I am answering this post by Dr. Rowen in bold print. First I am not happy with much of the GMO because we have no idea what the environmental impact will be in 50  years, but lets stick to the facts and not someone’s assumption that has yet to be proven true. There are way too many scare tactics in the news already without adding more bs to it. People in the know,  after reading much of the following, will wonder what kind of scientific education this doctor has. It is obvious that he has not done his research but it is just taking for gospel what he has read on undocumented sites.  Just the facts please, just the facts for the truth shall set you  free.
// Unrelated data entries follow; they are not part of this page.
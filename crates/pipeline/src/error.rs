//! Pipeline error taxonomy.
//!
//! [`PipelineError`] covers only job-fatal conditions -- the ones that
//! terminate a run with a single error event. Entry-local failures
//! ([`CompositeError`](crate::compositor::CompositeError), output
//! store/database write failures) never surface here; the runner
//! records or logs them and keeps the loop going.

use crate::feed::FeedError;
use crate::store::StoreError;

#[derive(Debug, thiserror::Error)]
pub enum PipelineError {
    /// The job descriptor cannot be run (missing or invalid placement).
    #[error("Job is not runnable: {0}")]
    Config(String),

    /// The feed could not be retrieved or parsed.
    #[error(transparent)]
    Feed(#[from] FeedError),

    /// The template image could not be loaded from storage.
    #[error(transparent)]
    Store(#[from] StoreError),
}
//! The progress bridge: forwards a job's hub events to one WebSocket
//! client.
//!
//! Authorization runs synchronously before the upgrade, on every
//! subscribe: the caller must present a valid token for the job's
//! owner or the connection is refused before any subscription exists.
//! Delivery is best-effort -- a client that connects late or lags
//! simply misses events.

use std::sync::Arc;

use axum::extract::ws::{Message, WebSocket, WebSocketUpgrade};
use axum::extract::{Path, Query, State};
use axum::http::HeaderMap;
use axum::response::IntoResponse;
use futures::{SinkExt, StreamExt};
use serde::Deserialize;
use tokio::sync::broadcast::error::RecvError;

use feedframe_core::error::CoreError;
use feedframe_core::types::DbId;
use feedframe_db::repositories::JobRepo;
use feedframe_events::{ProgressEvent, ProgressHub};

use crate::auth::jwt::validate_token;
use crate::error::{AppError, AppResult};
use crate::state::AppState;

/// Query parameters for the progress endpoint. Browsers cannot set
/// headers on WebSocket connects, so the token may arrive as `?token=`.
#[derive(Debug, Deserialize)]
pub struct ProgressParams {
    pub token: Option<String>,
}

/// GET /api/v1/jobs/{id}/progress
///
/// Upgrade to a WebSocket streaming the job's progress events as JSON
/// text frames. Refused (401/403/404) before the upgrade when the
/// token is invalid or the principal does not own the job.
pub async fn progress_handler(
    ws: WebSocketUpgrade,
    Path(job_id): Path<DbId>,
    Query(params): Query<ProgressParams>,
    headers: HeaderMap,
    State(state): State<AppState>,
) -> AppResult<impl IntoResponse> {
    let token = bearer_token(&headers)
        .or(params.token.as_deref())
        .ok_or_else(|| {
            AppError::Core(CoreError::Unauthorized("Missing access token".into()))
        })?;

    let claims = validate_token(token, &state.config.jwt).map_err(|_| {
        AppError::Core(CoreError::Unauthorized("Invalid or expired token".into()))
    })?;

    // Ownership is re-checked on every subscribe, never cached.
    let job = JobRepo::find_by_id(&state.pool, job_id)
        .await?
        .ok_or(AppError::Core(CoreError::NotFound {
            entity: "Job",
            id: job_id,
        }))?;
    if job.owner_id != claims.sub {
        return Err(AppError::Core(CoreError::Forbidden(
            "Cannot observe another user's job".into(),
        )));
    }

    let hub = Arc::clone(&state.hub);
    Ok(ws.on_upgrade(move |socket| bridge(socket, hub, job_id)))
}

/// Extract a `Bearer` token from the `Authorization` header.
fn bearer_token(headers: &HeaderMap) -> Option<&str> {
    headers
        .get("authorization")
        .and_then(|v| v.to_str().ok())
        .and_then(|v| v.strip_prefix("Bearer "))
}

/// Forward hub events for `job_id` to the socket until either side
/// disconnects. Dropping the receiver on exit removes the subscription.
async fn bridge(socket: WebSocket, hub: Arc<ProgressHub>, job_id: DbId) {
    tracing::info!(job_id, "Progress subscriber connected");

    let mut rx = hub.subscribe(job_id).await;
    let (mut sink, mut stream) = socket.split();

    loop {
        tokio::select! {
            event = rx.recv() => match event {
                Ok(event) => {
                    if !forward(&mut sink, job_id, event).await {
                        break;
                    }
                }
                Err(RecvError::Lagged(missed)) => {
                    // Best-effort delivery: skip what we missed.
                    tracing::warn!(job_id, missed, "Progress subscriber lagged");
                }
                Err(RecvError::Closed) => break,
            },
            msg = stream.next() => match msg {
                Some(Ok(Message::Close(_))) | None => break,
                Some(Err(e)) => {
                    tracing::debug!(job_id, error = %e, "WebSocket receive error");
                    break;
                }
                // Inbound frames carry nothing; the channel is one-way.
                Some(Ok(_)) => {}
            },
        }
    }

    tracing::info!(job_id, "Progress subscriber disconnected");
}

/// Serialize and send one event. The single dispatch point for both
/// event shapes; returns `false` once the sink is gone.
async fn forward(
    sink: &mut (impl futures::Sink<Message> + Unpin),
    job_id: DbId,
    event: ProgressEvent,
) -> bool {
    match &event {
        ProgressEvent::Entry {
            processed, total, ..
        } => {
            tracing::debug!(job_id, processed, total, "Forwarding progress event");
        }
        ProgressEvent::Error { error } => {
            tracing::warn!(job_id, error = %error, "Forwarding fatal error event");
        }
    }

    let Ok(payload) = serde_json::to_string(&event) else {
        tracing::error!(job_id, "Failed to serialize progress event");
        return true;
    };

    sink.send(Message::Text(payload.into())).await.is_ok()
}
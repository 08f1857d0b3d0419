//! WebSocket infrastructure: the live progress bridge.

mod progress;

pub use progress::progress_handler;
I am not a fan of Russian President Vladimir Putin. But this page is medical, not political (unless related to medicine). So, I want to hand it to Mr. Putin on a major subject you should know about. He’s got some real smarts that our alleged government leaders do not when it comes to health. While Candidate Obama, before he was elected President promised transparency in GMO labeling, he not only has not delivered, but the situation has gotten far more worse during his tenure.

Candidate Obama – 2007: “Here’s what I’ll do if elected. I’ll immediately implement country or origin labeling because Americans should know where their food comes from. We’ll let folks know whether their food has been genetically modified, because Americans should know what they’re buying. “ Yes, I’ve seen that many if not most foods list country of origin. But GMO labeling? The first thing regarding Obama’s “immediate” promise was to pick Tom Vilsack for Secretary of Agriculture. Vilsack had a very intimate relationship with GMO promoting groups, appearing to me to be a virtual spokesman for Monsanto. (Obama’s speech is posted on you tube).

So, here’s what you got with Obama and Vilsack – an agriculture system where nearly all corn and soy grown in America is GMO. Vast swaths of our rich farm belt are so overgrown with GMO crops that Monarch butterflies are now endangered.
Corn is engineered to produce a pesticide, Bt, which literally punches microscopic holes in your intestinal lining. And if not Bt, then engineered to be resistant to Roundup herbicide, which is literally drenched on Roundup Ready soy. These crops are genetically engineered to be resistant to this dangerous chemical, which is systemically taken up by the plant, so there is NO WAY to wash it out. Eat Roundup Ready crops and you are getting a huge load of this poison.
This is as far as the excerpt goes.